Feel like control nets and some minimal photoshop work would've been better.

palashshah•9mo ago
totally. it got to a point where most of the text generated in our images was incorrect, and so it wasn't a great look showing that to our clients.

we're actually working on some form of what you described where we take images generated from LLMs + add consistent logos discretely rather than generatively.

abshkbh•9mo ago
Palash this is a great post, I learnt a lot as an image gen noob! Keep writing more :)
palashshah•9mo ago
this is incredible to hear! i plan to keep writing on a weekly basis, and will be posting them on twitter.
t_mann•9mo ago
I was kind of hoping this would be in the 'Dreambooth mold' of finetuning open weights models. I have used that with some success some ~2 years ago, does anyone know what improvements there have been in that direction since Dreambooth?
zahlman•9mo ago
It's frankly amazing to me that "ask another LLM to evaluate the image" actually produces useful feedback that results in actual improvement from the first LLM.

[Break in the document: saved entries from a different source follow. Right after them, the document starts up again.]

//! Ollama generation client.
//!
//! Calls `POST {base_url}/api/generate` with streaming disabled and maps
//! `prompt_eval_count`/`eval_count` into [`Usage`]. Failed attempts are
//! retried according to the configured [`RetryPolicy`].

use std::time::Duration;

use anyhow::{Context, Result};
use async_trait::async_trait;
use reqwest::Client;
use serde::{Deserialize, Serialize};
use tracing::warn;

use super::{Generation, GenerationRequest, Generator, RetryPolicy};
use crate::config::GenerationConfig;
use crate::domain::Usage;

/// Generator backed by an Ollama server
pub struct OllamaGenerator {
    base_url: String,
    model: String,
    retry: RetryPolicy,
    client: Client,
}

#[derive(Debug, Serialize)]
struct GenerateBody<'a> {
    model: &'a str,
    prompt: &'a str,
    stream: bool,
    #[serde(skip_serializing_if = "Option::is_none")]
    system: Option<&'a str>,
}

#[derive(Debug, Deserialize)]
struct GenerateResponse {
    #[serde(default)]
    response: String,
    #[serde(default)]
    prompt_eval_count: u64,
    #[serde(default)]
    eval_count: u64,
}

impl OllamaGenerator {
    /// Create a client from configuration
    pub fn new(config: &GenerationConfig) -> Result<Self> {
        let client = Client::builder()
            .timeout(Duration::from_secs(config.timeout_seconds))
            .connect_timeout(Duration::from_secs(10))
            .build()
            .context("Failed to build HTTP client")?;

        Ok(Self {
            base_url: config.base_url.trim_end_matches('/').to_string(),
            model: config.model.clone(),
            retry: config.retry.clone(),
            client,
        })
    }

    async fn call_api(&self, request: &GenerationRequest) -> Result<Generation> {
        let url = format!("{}/api/generate", self.base_url);
        let body = GenerateBody {
            model: request.model.as_deref().unwrap_or(&self.model),
            prompt: &request.prompt,
            stream: false,
            system: Some(request.system.as_str()).filter(|s| !s.is_empty()),
        };

        let response = self
            .client
            .post(&url)
            .json(&body)
            .send()
            .await
            .with_context(|| format!("Failed to reach Ollama at {}", url))?;

        let status = response.status();
        if !status.is_success() {
            let detail = response.text().await.unwrap_or_default();
            anyhow::bail!("Ollama returned {}: {}", status, detail.trim());
        }

        let parsed: GenerateResponse = response
            .json()
            .await
            .context("Failed to parse Ollama response")?;

        Ok(Generation::new(
            strip_thinking(&parsed.response),
            Usage::new(parsed.prompt_eval_count, parsed.eval_count),
        ))
    }
}

#[async_trait]
impl Generator for OllamaGenerator {
    fn name(&self) -> &str {
        "ollama"
    }

    async fn generate(&self, request: GenerationRequest) -> Result<Generation> {
        let mut attempt = 0u32;

        loop {
            attempt += 1;

            match self.call_api(&request).await {
                Ok(generation) => return Ok(generation),
                Err(e) if self.retry.should_retry(attempt) => {
                    let delay = self.retry.delay_for_attempt(attempt);
                    warn!(
                        attempt,
                        delay_ms = delay.as_millis() as u64,
                        error = %e,
                        "Generation failed, retrying"
                    );
                    tokio::time::sleep(delay).await;
                }
                Err(e) => {
                    return Err(e.context(format!("Generation failed after {} attempts", attempt)))
                }
            }
        }
    }
}

/// Remove `<think>...</think>` reasoning blocks some models emit
pub fn strip_thinking(text: &str) -> String {
    const OPEN: &str = "<think>";
    const CLOSE: &str = "</think>";

    let mut out = String::with_capacity(text.len());
    let mut rest = text;

    while let Some(start) = rest.find(OPEN) {
        match rest[start..].find(CLOSE) {
            Some(end) => {
                out.push_str(&rest[..start]);
                rest = &rest[start + end + CLOSE.len()..];
            }
            None => break,
        }
    }
    out.push_str(rest);

    out.trim().to_string()
}

#[cfg(test)]
mod tests {
    use super::*;

    fn config(base_url: &str) -> GenerationConfig {
        GenerationConfig {
            base_url: base_url.to_string(),
            ..Default::default()
        }
    }

    #[test]
    fn test_base_url_trailing_slash_trimmed() {
        let generator = OllamaGenerator::new(&config("http://gpu-box:11434/")).unwrap();
        assert_eq!(generator.base_url, "http://gpu-box:11434");
        assert_eq!(generator.name(), "ollama");
    }

    #[test]
    fn test_body_omits_empty_system() {
        let body = GenerateBody {
            model: "llama3",
            prompt: "hello",
            stream: false,
            system: None,
        };
        let json = serde_json::to_string(&body).unwrap();
        assert!(json.contains("\"stream\":false"));
        assert!(!json.contains("system"));
    }

    #[test]
    fn test_strip_thinking_blocks() {
        assert_eq!(
            strip_thinking("<think>plan it</think>\nOnce upon a time"),
            "Once upon a time"
        );
        assert_eq!(
            strip_thinking("A<think>x</think>B<think>y</think>C"),
            "ABC"
        );
        // Unterminated blocks are left alone
        assert_eq!(strip_thinking("A<think>dangling"), "A<think>dangling");
    }

    #[test]
    fn test_response_defaults_missing_counts() {
        let parsed: GenerateResponse = serde_json::from_str(r#"{"response":"hi"}"#).unwrap();
        assert_eq!(parsed.response, "hi");
        assert_eq!(parsed.prompt_eval_count, 0);
    }
}
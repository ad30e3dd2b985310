//! Command-line interface for folio.
//!
//! Provides commands for seeding stories, running pipeline agents,
//! inspecting stories and activity, and managing anthologies.

use std::sync::Arc;

use anyhow::{Context, Result};
use clap::{Parser, Subcommand};
use tokio::task::JoinSet;
use tracing::{error, info};

use crate::adapters::OllamaGenerator;
use crate::agents::{build_agent, AgentRunner, Services};
use crate::config::{self, ResolvedConfig};
use crate::domain::{Action, Anthology, Message, Payload, Stage, Story, StoryStatus};
use crate::queue::{MessageQueue, SqliteQueue};
use crate::store::{DocumentStore, SqliteStore};

/// folio - Message-driven editorial pipeline
#[derive(Parser, Debug)]
#[command(name = "folio")]
#[command(author, version, about, long_about = None)]
pub struct Cli {
    #[command(subcommand)]
    pub command: Commands,
}

#[derive(Subcommand, Debug)]
pub enum Commands {
    /// Start a new story
    Seed {
        /// Story idea to build the prompt around
        idea: Option<String>,

        /// Preferred genre (must match a configured genre)
        #[arg(short, long)]
        genre: Option<String>,

        /// Generation model override for this story
        #[arg(short, long)]
        model: Option<String>,

        /// Explicit story id (generated if omitted)
        #[arg(long)]
        story_id: Option<String>,
    },

    /// Run a single pipeline agent
    Agent {
        /// Stage name (orchestrator, prompt_generator, writer, reviewer, editor, cover_designer)
        stage: Stage,
    },

    /// Run every pipeline agent in this process
    All,

    /// Show a story
    Status {
        story_id: String,

        /// Print the current draft
        #[arg(short, long)]
        full: bool,
    },

    /// List stories, most recently updated first
    Stories {
        /// Only stories in this status (e.g. IN_REVIEW)
        #[arg(short, long)]
        status: Option<String>,

        /// Maximum number of stories to show
        #[arg(short = 'n', long, default_value = "20")]
        limit: usize,
    },

    /// Stories not yet published, oldest first
    InProgress {
        #[arg(short = 'n', long, default_value = "50")]
        limit: usize,
    },

    /// Story count per status
    Counts,

    /// Recent agent activity
    Activity {
        #[arg(short = 'n', long, default_value = "30")]
        limit: usize,
    },

    /// Manage anthologies
    Anthology {
        #[command(subcommand)]
        command: AnthologyCommands,
    },

    /// Show resolved configuration (debug)
    Config,
}

#[derive(Subcommand, Debug)]
pub enum AnthologyCommands {
    /// Create an anthology
    Create {
        title: String,

        #[arg(short, long, default_value = "")]
        description: String,
    },

    /// Add a story to an anthology
    Add {
        anthology_id: String,
        story_id: String,
    },

    /// List anthologies
    List {
        #[arg(short = 'n', long, default_value = "20")]
        limit: usize,
    },
}

impl Cli {
    /// Execute the CLI command
    pub async fn execute(self) -> Result<()> {
        let cfg = config::config()?;

        match self.command {
            Commands::Seed {
                idea,
                genre,
                model,
                story_id,
            } => seed(cfg, idea, genre, model, story_id).await,
            Commands::Agent { stage } => run_agents(cfg, &[stage]).await,
            Commands::All => run_agents(cfg, &Stage::ALL).await,
            Commands::Status { story_id, full } => show_status(cfg, &story_id, full).await,
            Commands::Stories { status, limit } => list_stories(cfg, status, limit).await,
            Commands::InProgress { limit } => list_in_progress(cfg, limit).await,
            Commands::Counts => show_counts(cfg).await,
            Commands::Activity { limit } => show_activity(cfg, limit).await,
            Commands::Anthology { command } => execute_anthology(cfg, command).await,
            Commands::Config => show_config(cfg),
        }
    }
}

fn open_store(cfg: &ResolvedConfig) -> Result<SqliteStore> {
    SqliteStore::open(&cfg.database)
        .with_context(|| format!("Failed to open store at {}", cfg.database.display()))
}

fn open_queue(cfg: &ResolvedConfig) -> Result<SqliteQueue> {
    SqliteQueue::open(&cfg.database)
        .with_context(|| format!("Failed to open queue at {}", cfg.database.display()))
}

fn open_services(cfg: &ResolvedConfig) -> Result<Services> {
    let store = open_store(cfg)?;
    let queue = open_queue(cfg)?;
    let generator = OllamaGenerator::new(&cfg.generation)?;
    Ok(Services::new(
        Arc::new(queue),
        Arc::new(store),
        Arc::new(generator),
    ))
}

/// Enqueue a start message for the orchestrator
async fn seed(
    cfg: &ResolvedConfig,
    idea: Option<String>,
    genre: Option<String>,
    model: Option<String>,
    story_id: Option<String>,
) -> Result<()> {
    // The store creates the database directory
    open_store(cfg)?;
    let queue = open_queue(cfg)?;

    let mut payload = Payload::new();
    if let Some(idea) = idea {
        payload.insert("user_prompt", idea);
    }
    if let Some(genre) = genre {
        payload.insert("genre", genre);
    }
    if let Some(model) = model {
        payload.insert("model", model);
    }

    let story_id = story_id.unwrap_or_else(crate::domain::short_id);
    let message = Message::new(story_id.as_str(), Action::StartNewStory)
        .with_payload(payload)
        .route("cli", Stage::Orchestrator.as_str());

    queue.push(Stage::Orchestrator.queue(), &message).await?;

    println!("Seeded story {}", story_id);
    Ok(())
}

/// Run the given stages until ctrl-c
async fn run_agents(cfg: &ResolvedConfig, stages: &[Stage]) -> Result<()> {
    let services = open_services(cfg)?;
    let (shutdown_tx, _) = tokio::sync::broadcast::channel::<()>(1);
    let mut tasks = JoinSet::new();

    for &stage in stages {
        let runner = AgentRunner::new(build_agent(stage, &services, cfg), &cfg.pipeline);
        let mut shutdown = shutdown_tx.subscribe();
        tasks.spawn(async move {
            runner
                .run_until(async move {
                    let _ = shutdown.recv().await;
                })
                .await;
        });
    }

    info!(
        agents = stages.len(),
        mode = %cfg.pipeline.review_mode,
        database = %cfg.database.display(),
        "Pipeline running, press ctrl-c to stop"
    );

    tokio::signal::ctrl_c()
        .await
        .context("Failed to listen for ctrl-c")?;
    info!("Shutting down");
    let _ = shutdown_tx.send(());

    while let Some(result) = tasks.join_next().await {
        if let Err(e) = result {
            error!(error = %e, "Agent task failed");
        }
    }

    Ok(())
}

async fn show_status(cfg: &ResolvedConfig, story_id: &str, full: bool) -> Result<()> {
    let store = open_store(cfg)?;
    let story = store
        .get_story(story_id)
        .await?
        .with_context(|| format!("Story not found: {}", story_id))?;

    println!("Story ID:  {}", story.story_id);
    println!("Title:     {}", display_or(&story.title, "(untitled)"));
    println!("Status:    {}", story.status);
    println!("Genre:     {}", display_or(story.genre(), "(none)"));
    if let Some(model) = story.model_override() {
        println!("Model:     {}", model);
    }
    println!("Revisions: {}/{}", story.revision_count, story.max_revisions);
    println!("Created:   {}", story.created_at);
    println!("Updated:   {}", story.updated_at);
    println!(
        "Usage:     {} tokens in {:.2}s",
        story.total_tokens, story.total_duration_seconds
    );

    if !story.feedback.is_empty() {
        println!("\nFeedback:");
        for item in &story.feedback {
            println!(
                "  round {} {:<9} {}",
                item.round_number,
                item.agent,
                if item.approved { "approved" } else { "changes requested" }
            );
        }
    }

    if full && !story.current_draft.is_empty() {
        println!("\n{}", story.current_draft);
    }

    Ok(())
}

async fn list_stories(cfg: &ResolvedConfig, status: Option<String>, limit: usize) -> Result<()> {
    let status = status
        .map(|s| StoryStatus::parse(&s).with_context(|| format!("Unknown status: {}", s)))
        .transpose()?;

    let store = open_store(cfg)?;
    let stories = store.list_stories(status, limit).await?;
    print_stories(&stories);
    Ok(())
}

async fn list_in_progress(cfg: &ResolvedConfig, limit: usize) -> Result<()> {
    let store = open_store(cfg)?;
    let stories = store.list_in_progress(limit).await?;
    print_stories(&stories);
    Ok(())
}

fn print_stories(stories: &[Story]) {
    if stories.is_empty() {
        println!("No stories found");
        return;
    }

    println!("{:<14} {:<16} {:<8} {:<26} TITLE", "STORY ID", "STATUS", "ROUNDS", "UPDATED");
    println!("{}", "-".repeat(90));

    for story in stories {
        println!(
            "{:<14} {:<16} {:<8} {:<26} {}",
            story.story_id,
            story.status.as_str(),
            format!("{}/{}", story.revision_count, story.max_revisions),
            story.updated_at.format("%Y-%m-%d %H:%M:%S UTC").to_string(),
            display_or(&story.title, "-")
        );
    }
}

async fn show_counts(cfg: &ResolvedConfig) -> Result<()> {
    let store = open_store(cfg)?;
    let counts = store.count_by_status().await?;
    let total: usize = counts.iter().map(|(_, n)| n).sum();

    for (status, count) in counts {
        println!("{:<16} {}", status.as_str(), count);
    }
    println!("{:<16} {}", "TOTAL", total);
    Ok(())
}

async fn show_activity(cfg: &ResolvedConfig, limit: usize) -> Result<()> {
    let store = open_store(cfg)?;
    let entries = store.recent_activity(limit).await?;

    if entries.is_empty() {
        println!("No activity recorded");
        return Ok(());
    }

    for entry in entries.iter().rev() {
        println!(
            "{} {:<16} {:<14} {:<22} {}",
            entry.timestamp.format("%H:%M:%S"),
            entry.agent_name,
            display_or(&entry.story_id, "-"),
            entry.action,
            entry.detail.lines().next().unwrap_or("")
        );
    }
    Ok(())
}

async fn execute_anthology(cfg: &ResolvedConfig, command: AnthologyCommands) -> Result<()> {
    let store = open_store(cfg)?;

    match command {
        AnthologyCommands::Create { title, description } => {
            let mut anthology = Anthology::new(title, description);
            store.save_anthology(&mut anthology).await?;
            println!("Created anthology {} ({})", anthology.anthology_id, anthology.title);
        }
        AnthologyCommands::Add {
            anthology_id,
            story_id,
        } => {
            let mut anthology = store
                .get_anthology(&anthology_id)
                .await?
                .with_context(|| format!("Anthology not found: {}", anthology_id))?;
            let story = store
                .get_story(&story_id)
                .await?
                .with_context(|| format!("Story not found: {}", story_id))?;

            if story.status != StoryStatus::Published {
                anyhow::bail!("Story {} is not published yet ({})", story_id, story.status);
            }

            if anthology.add_story(&story_id) {
                store.save_anthology(&mut anthology).await?;
                println!("Added '{}' to {}", display_or(&story.title, &story_id), anthology.title);
            } else {
                println!("Story {} is already in {}", story_id, anthology.title);
            }
        }
        AnthologyCommands::List { limit } => {
            let anthologies = store.list_anthologies(limit).await?;
            if anthologies.is_empty() {
                println!("No anthologies found");
            }
            for anthology in anthologies {
                println!(
                    "{:<14} {:<30} {} stories",
                    anthology.anthology_id,
                    anthology.title,
                    anthology.story_ids.len()
                );
            }
        }
    }

    Ok(())
}

/// Show the resolved configuration (for debugging)
fn show_config(cfg: &ResolvedConfig) -> Result<()> {
    println!(
        "Config file: {}",
        cfg.config_file
            .as_ref()
            .map(|p| p.display().to_string())
            .unwrap_or_else(|| "(none - using defaults)".to_string())
    );
    println!();
    println!("Paths:");
    println!("  Home:      {}", cfg.home.display());
    println!("  Database:  {}", cfg.database.display());
    println!(
        "  Prompts:   {}",
        cfg.prompts_dir
            .as_ref()
            .map(|p| p.display().to_string())
            .unwrap_or_else(|| "(built-in)".to_string())
    );
    println!();
    println!("Pipeline:");
    println!("  Review mode:    {}", cfg.pipeline.review_mode);
    println!("  Max revisions:  {}", cfg.pipeline.max_revisions);
    println!("  Queue timeout:  {}s", cfg.pipeline.queue_timeout_seconds);
    println!("  Error backoff:  {}s", cfg.pipeline.error_backoff_seconds);
    println!();
    println!("Generation:");
    println!("  URL:      {}", cfg.generation.base_url);
    println!("  Model:    {}", cfg.generation.model);
    println!("  Timeout:  {}s", cfg.generation.timeout_seconds);
    println!("  Attempts: {}", cfg.generation.retry.max_attempts);
    println!();
    println!("Genres:");
    for genre in &cfg.genres {
        println!(
            "  {:<18} {}-{} words, {} themes",
            genre.name,
            genre.word_count_min,
            genre.word_count_max,
            genre.themes.len()
        );
    }

    Ok(())
}

fn display_or<'a>(value: &'a str, fallback: &'a str) -> &'a str {
    if value.is_empty() {
        fallback
    } else {
        value
    }
}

But then, I guess it's not much different of an idea from the earlier use of GANs, or of telling LLMs to "stop hallucinating", etc.

palashshah•9mo ago
totally. the way i think about it (purely based on intuition) is that asking an LLM to do understanding + image generation is too complex for it to be effective. if we separate out the tasks into discrete steps, the evaluation becomes better, and the generation simply becomes instruction following.
jacob019•9mo ago
This is all edited with gpt-image-1? The revised images are amazing. Were example logos provided or is it just working off of it's knowledge of a well known brand?